Attorneys for Democrats, Clay reach deal that puts city’s lawyer in hot seat

A Marion Superior Court judge on Friday approved a settlement between foes on the Indianapolis City-County Council that will place a more neutral arbiter as parliamentarian at Monday’s council meeting where a vote to remove Stephen Clay as president is on the agenda.

Eight council Democrats and former council clerk NaTrina Debow had asked Judge Thomas Carroll for a temporary restraining order, alleging that council President Stephen Clay’s move to fire DeBow and the council's attorney was illegal and in retaliation for moves that could put his presidency in jeopardy.

The settlement resulted in the plaintiffs dropping—for now—their request for the restraining order and to reinstate attorney Fred Biesecker.

According to the judge, a lawyer from Mayor Joe Hogsett's Office of Corporation Counsel will serve as parliamentarian for what’s sure to be a contentious meeting.

Karen Celestino-Horseman, the lawyer for the councilors and clerk, said she was “delighted with the outcome."

“The whole objective was to make sure that Monday evening’s council meeting is conducted fairly that [due] process is respected,” Celestino-Horseman said.

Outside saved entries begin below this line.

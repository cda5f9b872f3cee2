use serde::{Deserialize, Serialize};

/// Audio analysis values supplied by the catalog.
///
/// `energy`, `valence` and `danceability` are normalized to `[0, 1]`;
/// `tempo` is in beats per minute.
#[derive(Debug, Clone, Copy, PartialEq, Serialize, Deserialize)]
pub struct AudioFeatures {
    pub energy: f64,
    pub valence: f64,
    pub tempo: f64,
    pub danceability: f64,
}

#[derive(Debug, Clone, PartialEq, Serialize, Deserialize)]
pub struct Track {
    pub id: String,
    pub title: String,
    pub artists: Vec<String>,
    pub duration_ms: u64,
    pub popularity: u8,
    /// Genre tags attached by the catalog (usually the artist's genres)
    #[serde(default)]
    pub genres: Vec<String>,
    #[serde(default)]
    pub features: Option<AudioFeatures>,
}

impl Track {
    pub fn new(
        id: impl Into<String>,
        title: impl Into<String>,
        artists: Vec<String>,
        duration_ms: u64,
        popularity: u8,
    ) -> Self {
        Self {
            id: id.into(),
            title: title.into(),
            artists,
            duration_ms,
            popularity: popularity.min(100),
            genres: Vec::new(),
            features: None,
        }
    }

    pub fn with_features(mut self, features: AudioFeatures) -> Self {
        self.features = Some(features);
        self
    }

    pub fn with_genres(mut self, genres: Vec<String>) -> Self {
        self.genres = genres;
        self
    }

    /// First credited artist, lowercased. Used for spacing and per-artist caps.
    pub fn primary_artist(&self) -> Option<String> {
        self.artists.first().map(|a| a.trim().to_lowercase())
    }

    pub fn shares_artist_with(&self, other: &Track) -> bool {
        self.artists.iter().any(|a| {
            other
                .artists
                .iter()
                .any(|b| a.trim().eq_ignore_ascii_case(b.trim()))
        })
    }

    pub fn energy(&self) -> Option<f64> {
        self.features.map(|f| f.energy)
    }
}

/// Tracks judged to be versions of the same song.
#[derive(Debug, Clone, Serialize, Deserialize)]
pub struct CanonicalGroup {
    pub key: String,
    pub representative: Track,
    /// All versions in input order, representative included
    pub members: Vec<Track>,
}

impl CanonicalGroup {
    pub fn is_duplicate_set(&self) -> bool {
        self.members.len() > 1
    }
}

She said the city's attorney will not "take a side and will rule according to the law and the rules.”

Linda Pence, Clay’s attorney, also said she was “thrilled with the outcome” and said Democrats didn’t get what they wanted.

“They did not get the relief they requested,” Pence said. “They can portray it as wanting a fair parliamentarian but they wanted the return of their own lawyer who behind the back was not treating President Clay with respect he deserved.”

Pence also accused Clay’s fellow Democrats of engaging in a smear campaign against Clay and said he “wants to be one of the best presidents that’s ever served the council.”

Pence also said she thought planned efforts to remove Clay at Monday’s meeting are “questionable” legally and that people should "stay tuned"—hinting that Clay himself may legally fight if he is removed.

“How can you have a vote of no confidence when you haven’t even allowed the man to prove himself and his capabilities,” Pence said. “This was a sneaky sneaky attack and we’ll just have to see how it plays out."

Clay’s team proposed making attorney Suzannah Overholt, an attorney at SmithAmundsen, the same firm Pence works for, the parliamentarian for the meeting because "she’s fair, she’s objective, she’s a terrific lawyer,” Pence said.

But Celestine-Horseman objected, stating that SmithAmundsen is working on Clay's legal behalf and thus Overholt "cannot do anything that is adverse to Stephen Clay."

The eight members of the council and clerk sued Clay on Feb. 8, asking the court to grant a temporary restraining order restricting Clay or those acting for him from “taking any action to prevent DeBow or the council’s general counsel Fred Biesecker from performing their legal duties.”

Clay’s short tenure as council president, which he said would improve bipartisanship, so far has caused only more rancor between and within the parties.

It all started when Clay challenged former President Maggie Lewis for the council presidency—and won with a minority of Democratic votes and the majority of Republican votes, which Lewis and others called a “coup.”

Shortly after being elected president, Clay gave committee chairmanships to Republicans, which even his Democratic backers said went too far.

That caused Democrats to take steps to remove Clay from office.

Clay followed that move up by firing Biesecker and DeBow. He also alleged that Lewis improperly doled out raises to council staff members, including DeBow, and that personnel files were missing from the council office and shredded. DeBow disputed Clay’s allegations, saying that the raises were proper and that any documents kept in the council office were copies of documents that exist in the city’s human resources department.

The councilors who sued are Democrats Zach Adamson, Jared Evans, Christine Scales, Maggie Lewis, Frank Mascari, William Oliver and Vop Osili, and Republican Jeff Miller.

The plaintiffs say Clay, a Democrat, broke Indiana law and Marion County ordinances governing council personnel with the firing, and by denying other councilors the opportunity to receive advice from Biesecker.

"Such a court order is necessary because Clay's illegal, unauthorized and autocratic actions of attempting to summarily terminate and prevent both DeBow and Biesecker from performing their respective jobs, without authority from the full council, are continuing to harm the councillors, Clerk DeBow, and the public, by throwing the council into chaos and preventing it from performing the council's public business for the people of Marion County,” the complaint says.

The complaint alleges terminating DeBow without the direction of the full council was unlawful because “only the full council may appoint or terminate the clerk.”

The complaint also says firing Biesecker has effectively put new council business on hold because council members “require the general counsel to draft and review proposals that are to be considered by the full council.”